Top of PROVIDED DATA

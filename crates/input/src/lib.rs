//! Terminal input module (engine-facing).
//!
//! Maps `crossterm` key events into [`crate::types::GameAction`] according to
//! the current run state, and provides the small line editor used for the
//! high-score name prompt. Nothing here touches the engine directly.

pub mod map;
pub mod name_entry;

pub use stacklogic_types as types;

pub use map::{handle_key_event, is_press, should_quit};
pub use name_entry::{NameEntry, NameInput};
//! Frame: a grid of styled glyphs, one per terminal cell.
//!
//! Views draw into a `Frame`; the [`Screen`](crate::screen::Screen) compares
//! it against the previous one and writes only what changed.

/// 24-bit color
#[derive(Debug, Clone, Copy, PartialEq, Eq, Hash, Default)]
pub struct Rgb(pub u8, pub u8, pub u8);

impl From<[u8; 3]> for Rgb {
    fn from([r, g, b]: [u8; 3]) -> Self {
        Rgb(r, g, b)
    }
}

#[derive(Debug, Clone, Copy, PartialEq, Eq, Hash)]
pub struct Style {
    pub fg: Rgb,
    pub bg: Rgb,
    pub bold: bool,
}

impl Style {
    pub const fn new(fg: Rgb, bg: Rgb) -> Self {
        Self {
            fg,
            bg,
            bold: false,
        }
    }

    pub const fn bold(mut self) -> Self {
        self.bold = true;
        self
    }
}

impl Default for Style {
    fn default() -> Self {
        Style::new(Rgb(220, 220, 220), Rgb(0, 0, 0))
    }
}

#[derive(Debug, Clone, Copy, PartialEq, Eq, Hash)]
pub struct Glyph {
    pub ch: char,
    pub style: Style,
}

impl Default for Glyph {
    fn default() -> Self {
        Self {
            ch: ' ',
            style: Style::default(),
        }
    }
}

#[derive(Debug, Clone, PartialEq, Eq)]
pub struct Frame {
    width: u16,
    height: u16,
    glyphs: Vec<Glyph>,
}

impl Frame {
    pub fn new(width: u16, height: u16) -> Self {
        Self {
            width,
            height,
            glyphs: vec![Glyph::default(); width as usize * height as usize],
        }
    }

    pub fn width(&self) -> u16 {
        self.width
    }

    pub fn height(&self) -> u16 {
        self.height
    }

    /// Resize, blanking the content when the size actually changes.
    pub fn resize(&mut self, width: u16, height: u16) {
        if self.width == width && self.height == height {
            return;
        }
        self.width = width;
        self.height = height;
        self.glyphs.clear();
        self.glyphs
            .resize(width as usize * height as usize, Glyph::default());
    }

    pub fn fill(&mut self, glyph: Glyph) {
        self.glyphs.fill(glyph);
    }

    fn index(&self, x: u16, y: u16) -> Option<usize> {
        (x < self.width && y < self.height).then(|| y as usize * self.width as usize + x as usize)
    }

    pub fn get(&self, x: u16, y: u16) -> Option<Glyph> {
        self.index(x, y).map(|i| self.glyphs[i])
    }

    /// Set one glyph; out-of-range writes are dropped.
    pub fn put(&mut self, x: u16, y: u16, ch: char, style: Style) {
        if let Some(i) = self.index(x, y) {
            self.glyphs[i] = Glyph { ch, style };
        }
    }

    /// Write `text` starting at `(x, y)`, clipped at the right edge.
    pub fn text(&mut self, x: u16, y: u16, text: &str, style: Style) {
        for (i, ch) in text.chars().enumerate() {
            let Some(cx) = x.checked_add(i as u16) else {
                break;
            };
            if cx >= self.width {
                break;
            }
            self.put(cx, y, ch, style);
        }
    }

    /// Write `text` horizontally centered on row `y`.
    pub fn text_centered(&mut self, y: u16, text: &str, style: Style) {
        let len = text.chars().count() as u16;
        let x = self.width.saturating_sub(len) / 2;
        self.text(x, y, text, style);
    }

    pub fn rect(&mut self, x: u16, y: u16, w: u16, h: u16, ch: char, style: Style) {
        for yy in y..y.saturating_add(h) {
            for xx in x..x.saturating_add(w) {
                self.put(xx, yy, ch, style);
            }
        }
    }

    /// Row `y` as a plain string (test helper for views).
    pub fn row_text(&self, y: u16) -> String {
        (0..self.width)
            .filter_map(|x| self.get(x, y))
            .map(|g| g.ch)
            .collect()
    }

    /// True if any row contains `needle`.
    pub fn contains_text(&self, needle: &str) -> bool {
        (0..self.height).any(|y| self.row_text(y).contains(needle))
    }
}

Bottom of PROVIDED DATA

▶ _WHAT THE EXERCISE ASKS_: Your task is to retype the records precisely as they stand.

▶ _ANSWER_:
filename crates/input/src/lib.rs
//! Terminal input module (engine-facing).
//!
//! Maps `crossterm` key events into [`crate::types::GameAction`] according to
//! the current run state, and provides the small line editor used for the
//! high-score name prompt. Nothing here touches the engine directly.

pub mod map;
pub mod name_entry;

pub use stacklogic_types as types;

pub use map::{handle_key_event, is_press, should_quit};
pub use name_entry::{NameEntry, NameInput};
//! Frame: a grid of styled glyphs, one per terminal cell.
//!
//! Views draw into a `Frame`; the [`Screen`](crate::screen::Screen) compares
//! it against the previous one and writes only what changed.

/// 24-bit color
#[derive(Debug, Clone, Copy, PartialEq, Eq, Hash, Default)]
pub struct Rgb(pub u8, pub u8, pub u8);

impl From<[u8; 3]> for Rgb {
    fn from([r, g, b]: [u8; 3]) -> Self {
        Rgb(r, g, b)
    }
}

#[derive(Debug, Clone, Copy, PartialEq, Eq, Hash)]
pub struct Style {
    pub fg: Rgb,
    pub bg: Rgb,
    pub bold: bool,
}

impl Style {
    pub const fn new(fg: Rgb, bg: Rgb) -> Self {
        Self {
            fg,
            bg,
            bold: false,
        }
    }

    pub const fn bold(mut self) -> Self {
        self.bold = true;
        self
    }
}

impl Default for Style {
    fn default() -> Self {
        Style::new(Rgb(220, 220, 220), Rgb(0, 0, 0))
    }
}

#[derive(Debug, Clone, Copy, PartialEq, Eq, Hash)]
pub struct Glyph {
    pub ch: char,
    pub style: Style,
}

impl Default for Glyph {
    fn default() -> Self {
        Self {
            ch: ' ',
            style: Style::default(),
        }
    }
}

#[derive(Debug, Clone, PartialEq, Eq)]
pub struct Frame {
    width: u16,
    height: u16,
    glyphs: Vec<Glyph>,
}

impl Frame {
    pub fn new(width: u16, height: u16) -> Self {
        Self {
            width,
            height,
            glyphs: vec![Glyph::default(); width as usize * height as usize],
        }
    }

    pub fn width(&self) -> u16 {
        self.width
    }

    pub fn height(&self) -> u16 {
        self.height
    }

    /// Resize, blanking the content when the size actually changes.
    pub fn resize(&mut self, width: u16, height: u16) {
        if self.width == width && self.height == height {
            return;
        }
        self.width = width;
        self.height = height;
        self.glyphs.clear();
        self.glyphs
            .resize(width as usize * height as usize, Glyph::default());
    }

    pub fn fill(&mut self, glyph: Glyph) {
        self.glyphs.fill(glyph);
    }

    fn index(&self, x: u16, y: u16) -> Option<usize> {
        (x < self.width && y < self.height).then(|| y as usize * self.width as usize + x as usize)
    }

    pub fn get(&self, x: u16, y: u16) -> Option<Glyph> {
        self.index(x, y).map(|i| self.glyphs[i])
    }

    /// Set one glyph; out-of-range writes are dropped.
    pub fn put(&mut self, x: u16, y: u16, ch: char, style: Style) {
        if let Some(i) = self.index(x, y) {
            self.glyphs[i] = Glyph { ch, style };
        }
    }

    /// Write `text` starting at `(x, y)`, clipped at the right edge.
    pub fn text(&mut self, x: u16, y: u16, text: &str, style: Style) {
        for (i, ch) in text.chars().enumerate() {
            let Some(cx) = x.checked_add(i as u16) else {
                break;
            };
            if cx >= self.width {
                break;
            }
            self.put(cx, y, ch, style);
        }
    }

    /// Write `text` horizontally centered on row `y`.
    pub fn text_centered(&mut self, y: u16, text: &str, style: Style) {
        let len = text.chars().count() as u16;
        let x = self.width.saturating_sub(len) / 2;
        self.text(x, y, text, style);
    }

    pub fn rect(&mut self, x: u16, y: u16, w: u16, h: u16, ch: char, style: Style) {
        for yy in y..y.saturating_add(h) {
            for xx in x..x.saturating_add(w) {
                self.put(xx, yy, ch, style);
            }
        }
    }

    /// Row `y` as a plain string (test helper for views).
    pub fn row_text(&self, y: u16) -> String {
        (0..self.width)
            .filter_map(|x| self.get(x, y))
            .map(|g| g.ch)
            .collect()
    }

    /// True if any row contains `needle`.
    pub fn contains_text(&self, needle: &str) -> bool {
        (0..self.height).any(|y| self.row_text(y).contains(needle))
    }
}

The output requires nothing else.